▸ Your task
Return the whole listing exactly as it stands.

-------

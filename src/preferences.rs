//! Per-user arbitrage preferences.

use std::collections::HashSet;

use rust_decimal::Decimal;
use rust_decimal_macros::dec;
use serde::{Deserialize, Serialize};

use crate::config::Config;
use crate::error::PreferencesError;
use crate::odds::BookmakerRegistry;

/// Smallest accepted total stake.
pub const MIN_STAKE: Decimal = dec!(100);
/// Largest accepted total stake.
pub const MAX_STAKE: Decimal = dec!(100000);
/// Default total stake.
pub const DEFAULT_STAKE: Decimal = dec!(1000);
/// Default minimum profit margin in percent.
pub const DEFAULT_MIN_PROFIT_THRESHOLD: f64 = 0.5;

/// Check a total stake against [`MIN_STAKE`]..=[`MAX_STAKE`].
pub fn validate_stake(amount: Decimal) -> Result<(), PreferencesError> {
    if amount < MIN_STAKE || amount > MAX_STAKE {
        return Err(PreferencesError::StakeOutOfRange {
            amount,
            min: MIN_STAKE,
            max: MAX_STAKE,
        });
    }
    Ok(())
}

/// Settings read once per scan.
#[derive(Debug, Clone, PartialEq, Serialize, Deserialize)]
pub struct UserArbitragePreferences {
    /// Total amount split across the legs.
    pub stake_amount: Decimal,
    /// Opportunities below this margin are not reported.
    pub min_profit_threshold_percent: f64,
    /// Bookmakers the user can bet with.
    pub eligible_bookmakers: HashSet<String>,
}

impl Default for UserArbitragePreferences {
    fn default() -> Self {
        Self {
            stake_amount: DEFAULT_STAKE,
            min_profit_threshold_percent: DEFAULT_MIN_PROFIT_THRESHOLD,
            eligible_bookmakers: BookmakerRegistry::builtin().ids().map(String::from).collect(),
        }
    }
}

impl UserArbitragePreferences {
    /// Build validated preferences.
    pub fn new(
        stake_amount: Decimal,
        min_profit_threshold_percent: f64,
        eligible_bookmakers: impl IntoIterator<Item = impl Into<String>>,
    ) -> Result<Self, PreferencesError> {
        let prefs = Self {
            stake_amount,
            min_profit_threshold_percent,
            eligible_bookmakers: eligible_bookmakers.into_iter().map(Into::into).collect(),
        };
        prefs.validate()?;
        Ok(prefs)
    }

    /// Preferences from the process configuration.
    pub fn from_config(config: &Config) -> Result<Self, PreferencesError> {
        Self::new(
            config.stake_amount,
            config.min_profit_threshold_percent,
            config.eligible_bookmaker_set(),
        )
    }

    /// Check ranges.
    pub fn validate(&self) -> Result<(), PreferencesError> {
        validate_stake(self.stake_amount)?;
        if !self.min_profit_threshold_percent.is_finite() || self.min_profit_threshold_percent < 0.0 {
            return Err(PreferencesError::NegativeThreshold(self.min_profit_threshold_percent));
        }
        if self.eligible_bookmakers.is_empty() {
            return Err(PreferencesError::NoBookmakers);
        }
        Ok(())
    }

    /// Whether a margin clears the threshold.
    pub fn meets_threshold(&self, profit_margin_percent: f64) -> bool {
        profit_margin_percent >= self.min_profit_threshold_percent
    }
}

-------

▸ Finished exercise
filename src/preferences.rs
//! Per-user arbitrage preferences.

use std::collections::HashSet;

use rust_decimal::Decimal;
use rust_decimal_macros::dec;
use serde::{Deserialize, Serialize};

use crate::config::Config;
use crate::error::PreferencesError;
use crate::odds::BookmakerRegistry;

/// Smallest accepted total stake.
pub const MIN_STAKE: Decimal = dec!(100);
/// Largest accepted total stake.
pub const MAX_STAKE: Decimal = dec!(100000);
/// Default total stake.
pub const DEFAULT_STAKE: Decimal = dec!(1000);
/// Default minimum profit margin in percent.
pub const DEFAULT_MIN_PROFIT_THRESHOLD: f64 = 0.5;

/// Check a total stake against [`MIN_STAKE`]..=[`MAX_STAKE`].
pub fn validate_stake(amount: Decimal) -> Result<(), PreferencesError> {
    if amount < MIN_STAKE || amount > MAX_STAKE {
        return Err(PreferencesError::StakeOutOfRange {
            amount,
            min: MIN_STAKE,
            max: MAX_STAKE,
        });
    }
    Ok(())
}

/// Settings read once per scan.
#[derive(Debug, Clone, PartialEq, Serialize, Deserialize)]
pub struct UserArbitragePreferences {
    /// Total amount split across the legs.
    pub stake_amount: Decimal,
    /// Opportunities below this margin are not reported.
    pub min_profit_threshold_percent: f64,
    /// Bookmakers the user can bet with.
    pub eligible_bookmakers: HashSet<String>,
}

impl Default for UserArbitragePreferences {
    fn default() -> Self {
        Self {
            stake_amount: DEFAULT_STAKE,
            min_profit_threshold_percent: DEFAULT_MIN_PROFIT_THRESHOLD,
            eligible_bookmakers: BookmakerRegistry::builtin().ids().map(String::from).collect(),
        }
    }
}

impl UserArbitragePreferences {
    /// Build validated preferences.
    pub fn new(
        stake_amount: Decimal,
        min_profit_threshold_percent: f64,
        eligible_bookmakers: impl IntoIterator<Item = impl Into<String>>,
    ) -> Result<Self, PreferencesError> {
        let prefs = Self {
            stake_amount,
            min_profit_threshold_percent,
            eligible_bookmakers: eligible_bookmakers.into_iter().map(Into::into).collect(),
        };
        prefs.validate()?;
        Ok(prefs)
    }

    /// Preferences from the process configuration.
    pub fn from_config(config: &Config) -> Result<Self, PreferencesError> {
        Self::new(
            config.stake_amount,
            config.min_profit_threshold_percent,
            config.eligible_bookmaker_set(),
        )
    }

    /// Check ranges.
    pub fn validate(&self) -> Result<(), PreferencesError> {
        validate_stake(self.stake_amount)?;
        if !self.min_profit_threshold_percent.is_finite() || self.min_profit_threshold_percent < 0.0 {
            return Err(PreferencesError::NegativeThreshold(self.min_profit_threshold_percent));
        }
        if self.eligible_bookmakers.is_empty() {
            return Err(PreferencesError::NoBookmakers);
        }
        Ok(())
    }

    /// Whether a margin clears the threshold.
    pub fn meets_threshold(&self, profit_margin_percent: f64) -> bool {
        profit_margin_percent >= self.min_profit_threshold_percent
    }
}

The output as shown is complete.